2.10.2008

The Vet

So I had to take my evil cat to the vet. Tricking him into the cat carrier was easier than anticipated, and watching the vet talk shit to my cat as Koba hissed at him was pretty funny. Koba was sitting there, ready to strike and the vet just tapped him on the head and said "You're not so tough" and Koba shut it down. It was over. Vet 1, Koba 0.

Before I got in, I got to experience the waiting room. Most interesting were the Pet People. The ones buying $100 worth of special dog food (a 2 week supply!) or the ones who sit next to me talking to their cat. In a baby voice. Now there's nothing wrong with talking to animals. But in public? with a baby voice?

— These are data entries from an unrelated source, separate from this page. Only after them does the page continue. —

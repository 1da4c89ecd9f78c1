//! Cross-document aggregation.
//!
//! Each statistical category has its own accumulator implementing
//! [`CategoryFolder`]. Categories never read each other's state, so a
//! document can be folded into them in any order. Accumulators built over
//! disjoint slices of the input combine with [`CategoryFolder::merge`],
//! provided the slices are merged in input order.

use super::graph::GraphMerger;
use crate::models::{AggregatedSummary, DocumentRecord, VoteOutcome};
use std::collections::{BTreeMap, BTreeSet};
use tracing::debug;

/// A fold routine for one statistical category.
pub trait CategoryFolder: Default {
    /// Accumulate one document. A document without the category is a no-op.
    fn fold(&mut self, document: &DocumentRecord);

    /// Absorb an accumulator built over documents that follow this one.
    fn merge(&mut self, other: Self);
}

/// Add `count` to the tally of `key`, saturating at `u64::MAX`.
pub(crate) fn bump<K: Ord>(counts: &mut BTreeMap<K, u64>, key: K, count: u64) {
    let total = counts.entry(key).or_insert(0);
    *total = total.saturating_add(count);
}

/// Add every count of `from` into `into`.
pub(crate) fn add_counts<K: Ord>(into: &mut BTreeMap<K, u64>, from: BTreeMap<K, u64>) {
    for (key, count) in from {
        bump(into, key, count);
    }
}

/// Attendance tallies.
#[derive(Debug, Clone, Default, PartialEq)]
pub struct Attendance {
    pub all_present_count: usize,
    pub not_all_present_count: usize,
    /// Raw audit trail of absentees, duplicates kept.
    pub absent_list: Vec<String>,
}

impl CategoryFolder for Attendance {
    fn fold(&mut self, document: &DocumentRecord) {
        let Some(presence) = &document.presence_absence else {
            return;
        };
        if presence.is_empty() {
            return;
        }

        if presence.all_present {
            self.all_present_count = self.all_present_count.saturating_add(1);
        } else {
            self.not_all_present_count = self.not_all_present_count.saturating_add(1);
        }
        self.absent_list.extend(presence.absent_list.iter().cloned());
    }

    fn merge(&mut self, other: Self) {
        self.all_present_count = self.all_present_count.saturating_add(other.all_present_count);
        self.not_all_present_count = self
            .not_all_present_count
            .saturating_add(other.not_all_present_count);
        self.absent_list.extend(other.absent_list);
    }
}

/// Set of cited laws.
#[derive(Debug, Clone, Default, PartialEq)]
pub struct Citations {
    pub laws: BTreeSet<String>,
}

impl CategoryFolder for Citations {
    fn fold(&mut self, document: &DocumentRecord) {
        self.laws.extend(document.law_citations().iter().cloned());
    }

    fn merge(&mut self, other: Self) {
        self.laws.extend(other.laws);
    }
}

/// Paragraph, word and speaker totals.
#[derive(Debug, Clone, Default, PartialEq)]
pub struct TextStats {
    pub total_paragraphs: u64,
    pub total_words: u64,
    pub speaker_counts: BTreeMap<String, u64>,
}

impl CategoryFolder for TextStats {
    fn fold(&mut self, document: &DocumentRecord) {
        let Some(stats) = &document.global_stats else {
            return;
        };

        self.total_paragraphs = self.total_paragraphs.saturating_add(stats.total_paragraphs);
        self.total_words = self.total_words.saturating_add(stats.total_words);
        for (speaker, count) in &stats.speakers_global_count {
            bump(&mut self.speaker_counts, speaker.clone(), *count);
        }
    }

    fn merge(&mut self, other: Self) {
        self.total_paragraphs = self.total_paragraphs.saturating_add(other.total_paragraphs);
        self.total_words = self.total_words.saturating_add(other.total_words);
        add_counts(&mut self.speaker_counts, other.speaker_counts);
    }
}

/// Decision count and role tallies.
#[derive(Debug, Clone, Default, PartialEq)]
pub struct DecisionTally {
    pub decision_count: usize,
    pub rapporteur_counts: BTreeMap<String, u64>,
    pub president_counts: BTreeMap<String, u64>,
}

impl CategoryFolder for DecisionTally {
    fn fold(&mut self, document: &DocumentRecord) {
        let decisions = document.decisions();
        self.decision_count = self.decision_count.saturating_add(decisions.len());

        for decision in decisions {
            if let Some(rapporteur) = decision.rapporteur() {
                bump(&mut self.rapporteur_counts, rapporteur.to_string(), 1);
            }
            if let Some(president) = decision.president() {
                bump(&mut self.president_counts, president.to_string(), 1);
            }
        }
    }

    fn merge(&mut self, other: Self) {
        self.decision_count = self.decision_count.saturating_add(other.decision_count);
        add_counts(&mut self.rapporteur_counts, other.rapporteur_counts);
        add_counts(&mut self.president_counts, other.president_counts);
    }
}

/// Vote count and outcome tallies.
#[derive(Debug, Clone, Default, PartialEq)]
pub struct VoteTally {
    pub vote_count: usize,
    pub result_counts: BTreeMap<VoteOutcome, u64>,
}

impl CategoryFolder for VoteTally {
    fn fold(&mut self, document: &DocumentRecord) {
        let votes = document.votes();
        self.vote_count = self.vote_count.saturating_add(votes.len());

        for vote in votes {
            bump(&mut self.result_counts, vote.outcome(), 1);
        }
    }

    fn merge(&mut self, other: Self) {
        self.vote_count = self.vote_count.saturating_add(other.vote_count);
        add_counts(&mut self.result_counts, other.result_counts);
    }
}

/// Accumulator for a whole aggregation run.
///
/// Owns one accumulator per category. Build it with [`Aggregator::fold`]
/// document by document, combine partial runs with [`Aggregator::merge`],
/// and turn it into the summary with [`Aggregator::finish`].
#[derive(Debug, Clone, Default, PartialEq)]
pub struct Aggregator {
    document_count: usize,
    error_count: usize,
    attendance: Attendance,
    citations: Citations,
    text: TextStats,
    decisions: DecisionTally,
    graphs: GraphMerger,
    votes: VoteTally,
}

impl Aggregator {
    pub fn new() -> Self {
        Self::default()
    }

    /// Number of documents folded so far.
    pub fn document_count(&self) -> usize {
        self.document_count
    }

    /// Fold one document into every category.
    pub fn fold(&mut self, document: &DocumentRecord) {
        self.document_count += 1;
        if let Some(ref error) = document.error {
            debug!("{} carries an extraction error: {}", document.display_name(), error);
            self.error_count += 1;
        }

        self.attendance.fold(document);
        self.citations.fold(document);
        self.text.fold(document);
        self.decisions.fold(document);
        self.graphs.fold(document);
        self.votes.fold(document);
    }

    /// Absorb an aggregator built over the documents following this one's.
    pub fn merge(&mut self, other: Aggregator) {
        self.document_count += other.document_count;
        self.error_count += other.error_count;

        self.attendance.merge(other.attendance);
        self.citations.merge(other.citations);
        self.text.merge(other.text);
        self.decisions.merge(other.decisions);
        self.graphs.merge(other.graphs);
        self.votes.merge(other.votes);
    }

    /// Produce the immutable summary.
    pub fn finish(self) -> AggregatedSummary {
        let decision_graph_count = self.graphs.graph_count();
        let timeline_point_count = self.graphs.point_count();
        let malformed_transition_keys = self.graphs.malformed_keys();
        let transition_counts = self.graphs.transitions().clone();
        let global_graph = self.graphs.into_graph();

        AggregatedSummary {
            document_count: self.document_count,
            error_count: self.error_count,
            all_present_count: self.attendance.all_present_count,
            not_all_present_count: self.attendance.not_all_present_count,
            absent_list: self.attendance.absent_list,
            law_citations: self.citations.laws.into_iter().collect(),
            total_paragraphs: self.text.total_paragraphs,
            total_words: self.text.total_words,
            speaker_counts: self.text.speaker_counts,
            decision_count: self.decisions.decision_count,
            rapporteur_counts: self.decisions.rapporteur_counts,
            president_counts: self.decisions.president_counts,
            decision_graph_count,
            timeline_point_count,
            transition_counts,
            malformed_transition_keys,
            vote_count: self.votes.vote_count,
            vote_result_counts: self.votes.result_counts,
            global_graph,
        }
    }
}

/// Aggregate a document list in input order.
pub fn aggregate(documents: &[DocumentRecord]) -> AggregatedSummary {
    let mut aggregator = Aggregator::new();
    for document in documents {
        aggregator.fold(document);
    }
    aggregator.finish()
}

/// The `n` largest counts, ties broken by key order.
pub fn top_counts<K: Ord>(counts: &BTreeMap<K, u64>, n: usize) -> Vec<(&K, u64)> {
    let mut entries: Vec<_> = counts.iter().map(|(k, v)| (k, *v)).collect();
    entries.sort_by_key(|(_, count)| std::cmp::Reverse(*count));
    entries.truncate(n);
    entries
}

The other moment I'd wish I'd had a camera for was when the vet stuck the thermometer up my cat's butt. The look on his face was priceless. I'd call it confused alarm/new sensation. He was happy to be home, and other than aging gracefully into a ornery bastard, perfectly fine.

2 comments:

Monica Gray said...

i .may. have squeezed in just a wee bit of baby talk to the baby kitty (hopefully amongst other adult-variety conversation, but it's hard to say) in the very public waiting room of southside animal hospital. i'm not proud of it. he was scared and very small and very pitifully crying.. and it just happened. this is my confession.

Katy C. said...

LMAO. Okay, this was just entirely too funny. I'm not a baby talk in the vet waiting room person. I'm more a "dear god, would you please stop yowling, you're embarrassing me" person. I refer to Bella of course. Piper is usually pretty content to just sit in my lap and take in the sights.